Después de que se anunciasen dos recortes de la inversión en infraestructuras, los bandazos han vuelto. Presionado por las demandas de constructores y ayuntamientos, Zapatero anunció una marcha atrás en sus planes para ralentizar el gasto en obra pública.
Y a continuación, los miembros de su Ejecutivo contribuyeron al caos: Salgado dijo que las nuevas inversiones serían pocas; Campa afirmó que se podrían destinar recursos librados por el abaratamiento de la financiación; y Blanco apostó por retomar obras incluso subiendo impuestos. Seguramente, los municipios y compañías han conseguido convencer al presidente con la imagen de muchas pequeñas empresas dependientes de la construcción cerradas.
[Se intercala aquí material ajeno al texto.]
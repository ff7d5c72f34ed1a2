use std::fs::{self, File};
use std::io::Write;
use std::path::Path;

use anyhow::Result;
use chrono::NaiveDate;

use crate::models::EnrichedProduct;

/// Sorts by `(product_name, product_code)` and writes `products.json` as a
/// pretty-printed UTF-8 array, overwriting any previous run. Returns the
/// sorted list.
pub fn save_products(
    mut products: Vec<EnrichedProduct>,
    output_dir: &Path,
) -> Result<Vec<EnrichedProduct>> {
    products.sort_by(|a, b| {
        (a.product_name.as_str(), a.product_code.as_str())
            .cmp(&(b.product_name.as_str(), b.product_code.as_str()))
    });

    fs::create_dir_all(output_dir)?;
    let json = serde_json::to_string_pretty(&products)?;
    let mut file = File::create(output_dir.join("products.json"))?;
    file.write_all(json.as_bytes())?;

    println!("[DONE] Saved products.json");
    Ok(products)
}

/// Writes `last_updated.txt` containing the date as `YYYY-MM-DD`, nothing
/// else. The caller supplies the date so runs are reproducible under test.
pub fn write_last_updated(date: NaiveDate, output_dir: &Path) -> Result<()> {
    let stamp = date.format("%Y-%m-%d").to_string();

    fs::create_dir_all(output_dir)?;
    let mut file = File::create(output_dir.join("last_updated.txt"))?;
    file.write_all(stamp.as_bytes())?;

    println!("[DONE] Saved last_updated.txt ({stamp})");
    Ok(())
}
use std::io::{self, Write};
use std::sync::mpsc;

use anyhow::Result;
use indexmap::IndexMap;
use itertools::Itertools;

use crate::config::Config;
use crate::fetcher::Session;
use crate::models::{CatalogEntry, RawProductEntry};

/// Digits before lowercase letters, matching the backend's id space.
const ALPHABET: &str = "0123456789abcdefghijklmnopqrstuvwxyz";

/// Catalog keyed by trimmed `(id, text)`, in discovery order.
pub type Catalog = IndexMap<(String, String), CatalogEntry>;

/// All 1296 two-character probe terms, first character varying slowest.
pub fn search_terms() -> Vec<String> {
    ALPHABET
        .chars()
        .cartesian_product(ALPHABET.chars())
        .map(|(a, b)| format!("{a}{b}"))
        .collect()
}

/// Folds one probe's entries into the catalog. Ids and texts are trimmed,
/// entries with an empty id or text are dropped, first seen wins.
pub fn merge_entries(catalog: &mut Catalog, items: Vec<RawProductEntry>) {
    for item in items {
        let id = item.id.trim();
        let text = item.text.trim();
        if id.is_empty() || text.is_empty() {
            continue;
        }
        catalog
            .entry((id.to_string(), text.to_string()))
            .or_insert_with(|| CatalogEntry {
                id: id.to_string(),
                text: text.to_string(),
            });
    }
}

/// Probes every term against the search endpoint and returns the
/// deduplicated catalog.
///
/// Fetches run on a bounded worker pool; each worker sends its outcome over
/// a channel and this thread alone merges, so the catalog map never needs a
/// lock. A failed probe (timeout, error status, bad body) contributes zero
/// entries and is not retried.
pub fn collect(session: &Session, config: &Config) -> Result<Vec<CatalogEntry>> {
    let terms = search_terms();
    let total = terms.len();

    println!("[CATALOG] Collecting products...");

    let pool = rayon::ThreadPoolBuilder::new()
        .num_threads(config.workers)
        .build()?;
    let (tx, rx) = mpsc::channel::<Result<Vec<RawProductEntry>>>();

    for term in terms {
        let tx = tx.clone();
        let session = session.clone();
        pool.spawn(move || {
            let _ = tx.send(session.fetch_products_for_term(&term));
        });
    }
    drop(tx);

    let mut catalog = Catalog::new();
    for (done, outcome) in rx.iter().enumerate() {
        let items = outcome.unwrap_or_default();
        merge_entries(&mut catalog, items);
        print!(
            "\r[CATALOG] Term {}/{} | Unique={}",
            done + 1,
            total,
            catalog.len()
        );
        io::stdout().flush().ok();
    }
    println!();
    println!(
        "[CATALOG] Finished. Terms={}, Unique entries={}",
        total,
        catalog.len()
    );

    Ok(catalog.into_values().collect())
}
use serde_json::Value;

use crate::models::RawProductEntry;

/// Splits a catalog `text` field into `(code, name)`.
///
/// The backend encodes rows as `CODE / NAME`, but free-form rows exist.
/// Segments are trimmed and empty ones dropped. With a single surviving
/// segment the name falls back to the full trimmed text, not the segment.
pub fn parse_code_and_name(text: &str) -> (String, String) {
    let parts: Vec<&str> = text
        .split('/')
        .map(str::trim)
        .filter(|p| !p.is_empty())
        .collect();

    match parts.as_slice() {
        [] => (String::new(), text.trim().to_string()),
        [code] => (code.to_string(), text.trim().to_string()),
        [code, rest @ ..] => (code.to_string(), rest.join(" / ")),
    }
}

/// Lifts a search response body into raw entries. Anything that is not a
/// JSON array yields no entries; ids that arrive as numbers are stringified.
pub fn entries_from_json(data: &Value) -> Vec<RawProductEntry> {
    let Some(items) = data.as_array() else {
        return Vec::new();
    };
    items
        .iter()
        .map(|item| RawProductEntry {
            id: field_as_string(item, "id"),
            text: field_as_string(item, "text"),
        })
        .collect()
}

fn field_as_string(item: &Value, key: &str) -> String {
    match item.get(key) {
        None | Some(Value::Null) => String::new(),
        Some(Value::String(s)) => s.clone(),
        Some(other) => other.to_string(),
    }
}

#[cfg(test)]
mod tests {
    use super::*;
    use serde_json::json;

    #[test]
    fn code_and_name_from_two_segments() {
        assert_eq!(
            parse_code_and_name("7 / Blue Widget"),
            ("7".to_string(), "Blue Widget".to_string())
        );
    }

    #[test]
    fn no_separator_keeps_full_text_as_name() {
        assert_eq!(
            parse_code_and_name("SoloName"),
            ("".to_string(), "SoloName".to_string())
        );
    }

    #[test]
    fn single_segment_keeps_full_text_as_name() {
        // Single non-empty segment: code is set AND the name repeats the
        // whole trimmed text. Matches the backend's own export.
        assert_eq!(
            parse_code_and_name(" X / "),
            ("X".to_string(), "X /".to_string())
        );
    }

    #[test]
    fn three_segments_rejoin_the_tail() {
        assert_eq!(
            parse_code_and_name(" A / B / C "),
            ("A".to_string(), "B / C".to_string())
        );
    }

    #[test]
    fn empty_text() {
        assert_eq!(parse_code_and_name("  "), ("".to_string(), "".to_string()));
    }

    #[test]
    fn entries_from_array() {
        let data = json!([
            {"id": "7", "text": "7 / Widget"},
            {"id": 42, "text": "42 / Gadget"},
            {"id": null, "text": "orphan"},
            {"text": "no id at all"},
        ]);
        let entries = entries_from_json(&data);
        assert_eq!(entries.len(), 4);
        assert_eq!(entries[0].id, "7");
        assert_eq!(entries[1].id, "42");
        assert_eq!(entries[2].id, "");
        assert_eq!(entries[3].id, "");
        assert_eq!(entries[3].text, "no id at all");
    }

    #[test]
    fn non_array_bodies_yield_nothing() {
        assert!(entries_from_json(&json!({"error": "nope"})).is_empty());
        assert!(entries_from_json(&json!("just a string")).is_empty());
        assert!(entries_from_json(&Value::Null).is_empty());
    }
}
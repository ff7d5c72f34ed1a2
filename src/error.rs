use thiserror::Error;

/// Errors that abort the run before or during login. Everything past login
/// degrades per item instead of failing the process.
#[derive(Debug, Error)]
pub enum FatalError {
    #[error("environment variables ISLANDSUN_USERNAME and ISLANDSUN_PASSWORD must be provided")]
    MissingCredentials,

    #[error("login failed: {0}")]
    Login(#[from] reqwest::Error),
}

impl FatalError {
    pub fn exit_code(&self) -> i32 {
        match self {
            FatalError::MissingCredentials => 2,
            FatalError::Login(_) => 3,
        }
    }
}
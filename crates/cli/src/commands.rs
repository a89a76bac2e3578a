//! CLI commands

use anyhow::{Context, Result, bail};
use clap::Subcommand;
use dialoguer::{Input, Password};
use std::path::PathBuf;
use std::sync::Arc;
use std::time::Duration;
use taskdesk_core::{FileTokenStore, Settings};
use taskdesk_frontend::{
    ActionContext, ActionOutcome, EmployeeActions, LoginHandler, LoginOutcome, ManagerActions,
    session,
};
use taskdesk_http::{ApiClient, Method, TaskStatus};
use tracing::info;

use crate::config;
use crate::terminal::{TerminalConfirmer, TerminalLoginView, TerminalNavigator, TerminalNotifier};

#[derive(Subcommand)]
pub enum Commands {
    /// Log in and store the access token
    Login {
        /// Account email (prompted when omitted)
        #[arg(long)]
        email: Option<String>,

        /// Account password (prompted when omitted)
        #[arg(long, env = "TASKDESK_PASSWORD", hide_env_values = true)]
        password: Option<String>,
    },

    /// Forget the stored access token
    Logout,

    /// Show the configured server and whether a token is stored
    Status,

    /// Change the status of one of your tasks
    TaskStatus {
        employee_id: String,
        task_id: String,
        /// pending, in_progress or completed
        status: TaskStatus,
    },

    /// Re-enable an employee you manage
    Activate {
        manager_id: String,
        employee_id: String,
    },

    /// Disable an employee you manage
    Deactivate {
        manager_id: String,
        employee_id: String,
    },

    /// Send an authenticated request and print the JSON response
    Request {
        /// HTTP method (GET, POST, PUT, PATCH, DELETE)
        method: String,

        /// Path appended to the base URL, e.g. /manager/<id>/employees
        path: String,

        /// JSON request body
        #[arg(long)]
        body: Option<String>,
    },

    /// Configuration file helpers
    Config {
        #[command(subcommand)]
        command: ConfigCommands,
    },
}

#[derive(Subcommand)]
pub enum ConfigCommands {
    /// Write a configuration file with default values
    Init {
        /// Output file path
        #[arg(default_value = "taskdesk.json")]
        output: PathBuf,
    },

    /// Print the effective configuration
    Show,
}

/// Everything a command needs, built once from the settings
struct App {
    settings: Settings,
    tokens: Arc<FileTokenStore>,
    client: ApiClient,
}

impl App {
    fn open(settings: Settings) -> Result<Self> {
        let tokens = Arc::new(FileTokenStore::new(&settings.storage.token_file));

        let mut builder = ApiClient::builder()
            .base_url(&settings.api.base_url)
            .token_store(tokens.clone());
        if let Some(secs) = settings.api.timeout_secs {
            builder = builder.timeout(Duration::from_secs(secs));
        }
        if let Some(agent) = &settings.api.user_agent {
            builder = builder.user_agent(agent.clone());
        }
        let client = builder.build()?;

        Ok(Self {
            settings,
            tokens,
            client,
        })
    }

    fn navigator(&self) -> TerminalNavigator {
        TerminalNavigator::new(&self.settings.api.base_url)
    }

    fn action_context(&self, assume_yes: bool) -> ActionContext {
        ActionContext::new(
            self.client.clone(),
            Box::new(TerminalConfirmer::new(assume_yes)),
            Box::new(TerminalNotifier),
            Box::new(self.navigator()),
        )
    }
}

impl Commands {
    pub async fn execute(self, settings: Settings, assume_yes: bool) -> Result<()> {
        match self {
            Commands::Config { command } => command.execute(&settings),
            Commands::Login { email, password } => {
                login(&App::open(settings)?, email, password).await
            }
            Commands::Logout => {
                let app = App::open(settings)?;
                session::logout(app.tokens.as_ref(), &app.navigator(), &app.settings.routes)
                    .await?;
                Ok(())
            }
            Commands::Status => status(&App::open(settings)?).await,
            Commands::TaskStatus {
                employee_id,
                task_id,
                status,
            } => {
                let app = App::open(settings)?;
                let outcome = EmployeeActions::new(app.action_context(assume_yes))
                    .update_task_status(&employee_id, &task_id, status)
                    .await;
                finish(outcome)
            }
            Commands::Activate {
                manager_id,
                employee_id,
            } => {
                let app = App::open(settings)?;
                let outcome = ManagerActions::new(app.action_context(assume_yes))
                    .activate_employee(&manager_id, &employee_id)
                    .await;
                finish(outcome)
            }
            Commands::Deactivate {
                manager_id,
                employee_id,
            } => {
                let app = App::open(settings)?;
                let outcome = ManagerActions::new(app.action_context(assume_yes))
                    .deactivate_employee(&manager_id, &employee_id)
                    .await;
                finish(outcome)
            }
            Commands::Request { method, path, body } => {
                raw_request(&App::open(settings)?, &method, &path, body.as_deref()).await
            }
        }
    }
}

impl ConfigCommands {
    pub fn execute(self, settings: &Settings) -> Result<()> {
        match self {
            ConfigCommands::Init { output } => {
                config::generate_default_config(&output)?;
                println!("Generated configuration at: {}", output.display());
                Ok(())
            }
            ConfigCommands::Show => {
                println!("{}", serde_json::to_string_pretty(settings)?);
                Ok(())
            }
        }
    }
}

async fn login(app: &App, email: Option<String>, password: Option<String>) -> Result<()> {
    let email = match email {
        Some(email) => email,
        None => Input::<String>::new()
            .with_prompt("Email")
            .allow_empty(true)
            .interact_text()?,
    };
    let password = match password {
        Some(password) => password,
        None => Password::new()
            .with_prompt("Password")
            .allow_empty_password(true)
            .interact()?,
    };

    let handler = LoginHandler::new(
        app.client.clone(),
        Box::new(TerminalLoginView::new(email, password)),
        Box::new(app.navigator()),
        app.settings.routes.clone(),
    );

    match handler.submit().await {
        LoginOutcome::LoggedIn { token_stored } => {
            info!(token_stored, "login complete");
            if !token_stored {
                eprintln!("The server did not issue an access token.");
            }
            Ok(())
        }
        // The view already printed the reason
        LoginOutcome::Invalid | LoginOutcome::Rejected(_) | LoginOutcome::Failed => {
            bail!("login failed")
        }
    }
}

async fn status(app: &App) -> Result<()> {
    let logged_in = session::has_token(app.tokens.as_ref()).await?;
    println!("Server:     {}", app.client.base_url());
    println!("Token file: {}", app.tokens.path().display());
    println!(
        "Logged in:  {}",
        if logged_in { "yes" } else { "no" }
    );
    Ok(())
}

async fn raw_request(app: &App, method: &str, path: &str, body: Option<&str>) -> Result<()> {
    let method = Method::from_bytes(method.to_ascii_uppercase().as_bytes())
        .with_context(|| format!("invalid HTTP method {method:?}"))?;
    if !path.starts_with('/') {
        bail!("path must start with '/'");
    }
    let body: Option<serde_json::Value> = body
        .map(serde_json::from_str::<serde_json::Value>)
        .transpose()
        .context("--body is not valid JSON")?;

    let response = app.client.request(method, path, body.as_ref()).await?;
    match response {
        Some(value) => println!("{}", serde_json::to_string_pretty(&value)?),
        None => println!("null"),
    }
    Ok(())
}

fn finish(outcome: ActionOutcome) -> Result<()> {
    match outcome {
        ActionOutcome::Succeeded => Ok(()),
        ActionOutcome::Cancelled => {
            info!("cancelled");
            Ok(())
        }
        ActionOutcome::Failed(_) => bail!("action failed"),
    }
}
Sin embargo, Zapatero debe aprender de su gestión de la crisis y darse cuenta de que tirar el ladrillo para adelante tan sólo aplaza los problemas haciéndolos más grandes. Su política del manguerazo keynesiano no apagó ningún fuego al tiempo que inflaba la deuda. Ahora que ha empezado a aplicar la tijera, no debe vacilar. España goza de un sistema adecuado de infraestructuras y parece lógico que se frene en este apartado, que además resulta más fácil de podar.
Sin embargo, que tantos miembros del Gobierno se hayan pronunciado sobre esta materia en declaraciones dispares deja en evidencia una política errática, expuesta a las ocurrencias del jefe. Las empresas deben saber a qué atenerse porque la imprevisibilidad del Ejecutivo encarece su financiación y las obliga a asumir mayores costes por los cambios. Zapatero ha de fijar una política clara y estable basada en la rentabilidad de la inversión.